Da una prospettiva identica, Zen raccomanda l'abolizione della riflessione, dell'anticipazione e dello sforzo. Lo schermidore deve dimenticare la posta in gioco del combattimento e se stesso, lasciarsi andare e fare affidamento su un "qualcosa" che brandisce la spada al suo posto; è questo "qualcosa" che spara per l'arciere, che dirige il pennello del pittore sumi-e . Lo Zen, come il Taoismo, definisce la realizzazione spirituale come una spontaneità superiore. Il saggio ignora il passato, non si proietta nel futuro; vive "qui e ora", distaccato dall'io, identificato con il mondo.

cristianesimo

Tuttavia, l'involontario non è il privilegio dell'Oriente. Anche il quietismo cristiano rifiuta lo sforzo. Madame Guyon le attribuisce i suoi primi fallimenti nel percorso spirituale: "Volevo ottenere con lo sforzo ciò che potevo acquisire solo cessando ogni sforzo". La sua raccomandazione, "lasciar andare" corrisponde al "lasciar andare" dello Zen. La resa è, per lei, la condizione necessaria per incontrare Dio.

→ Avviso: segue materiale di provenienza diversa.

use rust_decimal::Decimal;
use rust_decimal_macros::dec;
use serde::{Deserialize, Serialize};

use crate::error::{EngineError, EngineResult};

/// Full set of tunables for the signal-and-portfolio engine. Every named
/// option referenced by the vote aggregator, regime selector, signal
/// generator, sizer and position manager lives here so a single
/// `RuntimeConfigManager::update_full` call can re-point the whole engine at
/// a new configuration atomically.
#[derive(Debug, Clone, Serialize, Deserialize)]
pub struct RuntimeConfig {
    pub votes: VoteSettings,
    pub regime: RegimeSettings,
    pub entry: EntrySettings,
    pub exits: ExitSettings,
    pub averaging: AveragingSettings,
    pub sizing: SizingSettings,
    pub risk: RiskSettings,
    pub general: GeneralSettings,
}

impl Default for RuntimeConfig {
    fn default() -> Self {
        Self {
            votes: VoteSettings::default(),
            regime: RegimeSettings::default(),
            entry: EntrySettings::default(),
            exits: ExitSettings::default(),
            averaging: AveragingSettings::default(),
            sizing: SizingSettings::default(),
            risk: RiskSettings::default(),
            general: GeneralSettings::default(),
        }
    }
}

impl RuntimeConfig {
    /// Loads defaults, layers an optional TOML file over them, then layers
    /// `ENGINE__`-prefixed environment variables over that (`ENGINE__SIZING__KELLY_FRACTION=0.3`
    /// addresses `sizing.kelly_fraction`). `.env` is read first via `dotenvy`
    /// so a local override file doesn't require exporting vars into the
    /// shell. The file is optional — a fresh checkout with no config file
    /// and no env overrides still starts, using `Default::default()`.
    pub fn load(path: Option<&str>) -> EngineResult<Self> {
        dotenvy::dotenv().ok();

        let defaults = Self::default();
        let defaults_toml = toml::to_string(&defaults)
            .map_err(|e| EngineError::Configuration(format!("failed to serialize config defaults: {e}")))?;

        let mut builder = config::Config::builder()
            .add_source(config::File::from_str(&defaults_toml, config::FileFormat::Toml));

        if let Some(path) = path {
            builder = builder.add_source(config::File::with_name(path).required(false));
        }

        builder = builder.add_source(
            config::Environment::with_prefix("ENGINE").separator("__").try_parsing(true),
        );

        let settled = builder
            .build()
            .map_err(|e| EngineError::Configuration(format!("failed to assemble configuration: {e}")))?;

        settled
            .try_deserialize()
            .map_err(|e| EngineError::Configuration(format!("failed to parse configuration: {e}")))
    }

    pub fn validate(&self) -> Result<(), Vec<String>> {
        let mut errors = Vec::new();

        if self.votes.min_votes_for_buy <= 0 {
            errors.push("votes.min_votes_for_buy must be > 0".to_string());
        }
        if self.votes.min_votes_for_sell <= 0 {
            errors.push("votes.min_votes_for_sell must be > 0".to_string());
        }
        if self.votes.transition_min_votes_for_buy < self.votes.min_votes_for_buy {
            errors.push("votes.transition_min_votes_for_buy must be >= votes.min_votes_for_buy".to_string());
        }

        if self.regime.adx_low >= self.regime.adx_high {
            errors.push("regime.adx_low must be < regime.adx_high".to_string());
        }
        if self.regime.min_dwell_minutes <= 0 {
            errors.push("regime.min_dwell_minutes must be > 0".to_string());
        }

        if self.entry.tf_ema_fast_period >= self.entry.tf_ema_slow_period {
            errors.push("entry.tf_ema_fast_period must be < entry.tf_ema_slow_period".to_string());
        }
        if self.entry.mr_rsi_oversold >= self.entry.mr_rsi_overbought {
            errors.push("entry.mr_rsi_oversold must be < entry.mr_rsi_overbought".to_string());
        }
        if self.entry.volume_spike_mult <= Decimal::ZERO {
            errors.push("entry.volume_spike_mult must be > 0".to_string());
        }
        if self.entry.mr_stop_loss_pct <= Decimal::ZERO || self.entry.tf_stop_loss_pct <= Decimal::ZERO {
            errors.push("entry stop-loss templates must be > 0".to_string());
        }
        if self.entry.mr_adx_max <= Decimal::ZERO {
            errors.push("entry.mr_adx_max must be > 0".to_string());
        }

        if self.exits.partial_tp_close_fraction <= Decimal::ZERO || self.exits.partial_tp_close_fraction >= Decimal::ONE {
            errors.push("exits.partial_tp_close_fraction must be between 0 and 1".to_string());
        }
        if self.exits.trail_distance_pct <= Decimal::ZERO {
            errors.push("exits.trail_distance_pct must be > 0".to_string());
        }

        if self.averaging.max_averaging_attempts == 0 {
            errors.push("averaging.max_averaging_attempts must be > 0".to_string());
        }
        if self.averaging.max_total_risk_multiplier < Decimal::ONE {
            errors.push("averaging.max_total_risk_multiplier must be >= 1".to_string());
        }

        if self.sizing.kelly_fraction <= Decimal::ZERO || self.sizing.kelly_fraction > Decimal::ONE {
            errors.push("sizing.kelly_fraction must be between 0 and 1".to_string());
        }
        if self.sizing.size_min_pct > self.sizing.size_max_pct {
            errors.push("sizing.size_min_pct must be <= sizing.size_max_pct".to_string());
        }

        if self.risk.max_positions == 0 {
            errors.push("risk.max_positions must be > 0".to_string());
        }
        if self.risk.commission_rate < Decimal::ZERO {
            errors.push("risk.commission_rate must be >= 0".to_string());
        }

        if errors.is_empty() {
            Ok(())
        } else {
            Err(errors)
        }
    }
}

/// Thresholds the vote aggregator and signal generator use to turn a raw
/// vote count into a BUY/SELL/HOLD decision.
#[derive(Debug, Clone, Serialize, Deserialize)]
pub struct VoteSettings {
    pub min_votes_for_buy: i32,
    pub min_votes_for_sell: i32,
    /// Higher bar applied while the regime selector reports TRANSITION,
    /// since conviction is lower mid-switch.
    pub transition_min_votes_for_buy: i32,
}

impl Default for VoteSettings {
    fn default() -> Self {
        Self {
            min_votes_for_buy: 3,
            min_votes_for_sell: 3,
            transition_min_votes_for_buy: 5,
        }
    }
}

/// Hysteresis thresholds for the MR / TF / TRANSITION regime selector.
#[derive(Debug, Clone, Serialize, Deserialize)]
pub struct RegimeSettings {
    pub adx_low: Decimal,
    pub adx_high: Decimal,
    /// Minimum wall-clock time a committed MR/TF mode must hold before the
    /// selector allows leaving it for a new reading. Never gates leaving
    /// TRANSITION, only a mode already settled into.
    pub min_dwell_minutes: i64,
}

impl Default for RegimeSettings {
    fn default() -> Self {
        Self {
            adx_low: dec!(20),
            adx_high: dec!(25),
            min_dwell_minutes: 30,
        }
    }
}

/// Entry-filter parameters, split by regime template plus the shared
/// no-buy / volume-spike / trend-decay guards.
#[derive(Debug, Clone, Serialize, Deserialize)]
pub struct EntrySettings {
    pub mr_rsi_oversold: Decimal,
    pub mr_rsi_overbought: Decimal,
    pub mr_zscore_threshold: Decimal,
    /// Mean-reversion entries also require ADX below this ceiling — a
    /// ranging-looking z-score doesn't qualify if the trend strength has
    /// already picked up underneath it.
    pub mr_adx_max: Decimal,
    pub tf_ema_fast_period: usize,
    pub tf_ema_slow_period: usize,
    pub tf_adx_min: Decimal,
    /// No-buy filter: skip entries within this percent of the trailing
    /// N-day low, to avoid catching a falling knife.
    pub no_buy_below_pct: Decimal,
    pub volume_spike_mult: Decimal,
    pub ema200_neg_slope_threshold: Decimal,
    /// Initial stop-loss distance for a mean-reversion entry, as a percent
    /// of entry price. The position manager uses `max(mr_stop_loss_pct,
    /// atr_pct * mr_atr_sl_mult)` so a volatile entry gets a wider stop.
    pub mr_stop_loss_pct: Decimal,
    pub mr_take_profit_pct: Decimal,
    pub mr_atr_sl_mult: Decimal,
    pub mr_atr_tp_mult: Decimal,
    /// Trend-following entries run wider templates than mean-reversion ones
    /// since they're meant to ride a move rather than fade it.
    pub tf_stop_loss_pct: Decimal,
    pub tf_take_profit_pct: Decimal,
}

impl Default for EntrySettings {
    fn default() -> Self {
        Self {
            mr_rsi_oversold: dec!(30),
            mr_rsi_overbought: dec!(70),
            mr_zscore_threshold: dec!(2.0),
            mr_adx_max: dec!(35),
            tf_ema_fast_period: 9,
            tf_ema_slow_period: 21,
            tf_adx_min: dec!(25),
            no_buy_below_pct: dec!(1.0),
            volume_spike_mult: dec!(2.0),
            ema200_neg_slope_threshold: dec!(0.5),
            mr_stop_loss_pct: dec!(3.0),
            mr_take_profit_pct: dec!(4.0),
            mr_atr_sl_mult: dec!(1.5),
            mr_atr_tp_mult: dec!(2.0),
            tf_stop_loss_pct: dec!(5.0),
            tf_take_profit_pct: dec!(10.0),
        }
    }
}

/// Exit templates shared by both regimes: trailing stop activation/distance
/// and the one-shot partial take-profit. Breakeven itself has no separate
/// trigger — it promotes automatically whenever the partial take-profit
/// fires.
#[derive(Debug, Clone, Serialize, Deserialize)]
pub struct ExitSettings {
    pub trail_activation_pct: Decimal,
    pub trail_distance_pct: Decimal,
    pub partial_tp_trigger_pct: Decimal,
    pub partial_tp_close_fraction: Decimal,
}

impl Default for ExitSettings {
    fn default() -> Self {
        Self {
            trail_activation_pct: dec!(2.0),
            trail_distance_pct: dec!(1.2),
            partial_tp_trigger_pct: dec!(3.0),
            partial_tp_close_fraction: dec!(0.5),
        }
    }
}

/// AVERAGE_DOWN (mean-reversion regime) and PYRAMID_UP (trend regime)
/// parameters, plus the shared attempt and exposure caps.
#[derive(Debug, Clone, Serialize, Deserialize)]
pub struct AveragingSettings {
    pub average_down_trigger_pct: Decimal,
    pub average_down_size_fraction: Decimal,
    pub pyramid_up_trigger_pct: Decimal,
    pub pyramid_up_size_fraction: Decimal,
    pub max_averaging_attempts: u32,
    pub max_total_risk_multiplier: Decimal,
}

impl Default for AveragingSettings {
    fn default() -> Self {
        Self {
            average_down_trigger_pct: dec!(3.0),
            average_down_size_fraction: dec!(0.5),
            pyramid_up_trigger_pct: dec!(2.0),
            pyramid_up_size_fraction: dec!(0.5),
            max_averaging_attempts: 2,
            max_total_risk_multiplier: dec!(2.0),
        }
    }
}

/// Position sizer parameters, including the Kelly-criterion inputs.
#[derive(Debug, Clone, Serialize, Deserialize)]
pub struct SizingSettings {
    pub use_kelly: bool,
    pub kelly_fraction: Decimal,
    pub kelly_lookback_trades: usize,
    pub size_min_pct: Decimal,
    pub size_max_pct: Decimal,
}

impl Default for SizingSettings {
    fn default() -> Self {
        Self {
            use_kelly: true,
            kelly_fraction: dec!(0.5),
            kelly_lookback_trades: 30,
            size_min_pct: dec!(2.0),
            size_max_pct: dec!(20.0),
        }
    }
}

#[derive(Debug, Clone, Serialize, Deserialize)]
pub struct RiskSettings {
    pub max_positions: usize,
    pub commission_rate: Decimal,
}

impl Default for RiskSettings {
    fn default() -> Self {
        Self {
            max_positions: 5,
            commission_rate: dec!(0.001),
        }
    }
}

#[derive(Debug, Clone, Serialize, Deserialize)]
pub struct GeneralSettings {
    pub enabled_pairs: Vec<String>,
    pub timeframe: String,
    /// Identifier of the chat user allowed to issue control commands.
    /// Any command arriving from a different identifier is refused before
    /// it touches the ledger.
    pub owner_id: String,
}

impl Default for GeneralSettings {
    fn default() -> Self {
        Self {
            enabled_pairs: vec![
                "BTCUSDT".to_string(),
                "ETHUSDT".to_string(),
                "SOLUSDT".to_string(),
            ],
            timeframe: "H1".to_string(),
            owner_id: "owner".to_string(),
        }
    }
}

#[cfg(test)]
mod tests {
    use super::*;

    #[test]
    fn default_config_validates() {
        assert!(RuntimeConfig::default().validate().is_ok());
    }

    #[test]
    fn transition_threshold_below_base_is_rejected() {
        let mut cfg = RuntimeConfig::default();
        cfg.votes.transition_min_votes_for_buy = cfg.votes.min_votes_for_buy - 1;
        assert!(cfg.validate().is_err());
    }

    #[test]
    fn non_positive_dwell_minutes_is_rejected() {
        let mut cfg = RuntimeConfig::default();
        cfg.regime.min_dwell_minutes = 0;
        assert!(cfg.validate().is_err());
    }

    #[test]
    fn load_with_no_file_and_no_overrides_matches_defaults() {
        let loaded = RuntimeConfig::load(None).unwrap();
        assert_eq!(loaded.votes.min_votes_for_buy, RuntimeConfig::default().votes.min_votes_for_buy);
        assert!(loaded.validate().is_ok());
    }

    #[test]
    fn load_ignores_a_missing_override_file() {
        let loaded = RuntimeConfig::load(Some("does-not-exist-anywhere.toml")).unwrap();
        assert!(loaded.validate().is_ok());
    }
}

I quietisti denunciano anche la riflessione: "la preghiera non è ancora perfetta quando il solitario sa che sta pregando". Miguel de Molinos considera l'incapacità di riflettere come una grazia di Dio. L'attività mistica è una spontaneità intuitiva che trova la soluzione prima di averla cercata. "Una scienza innata, o meglio una innocenza acquisita, gli suggerisce così al primo colpo il passo utile, la parola senza risposta", scrive Bergson . È così che M me Guyon scrive impetuosamente, in un giorno e mezzo, senza pianificazione o ricerca, un commento al Cantico dei Cantici .

Ma la memoria non conserva alcun ricordo di questa attività spontanea. Quando Bossuet le chiede del contenuto del suo libro, lei non è in grado di rispondere perché non lo conosce. I quietisti condannano anche il desiderio di controllare il futuro. Dobbiamo, secondo loro, “lasciare il passato nell'oblio, il futuro alla Provvidenza e dare il presente a Dio; accontentarsi del momento presente, che ci porta con noi l'ordine eterno di Dio su di noi ”.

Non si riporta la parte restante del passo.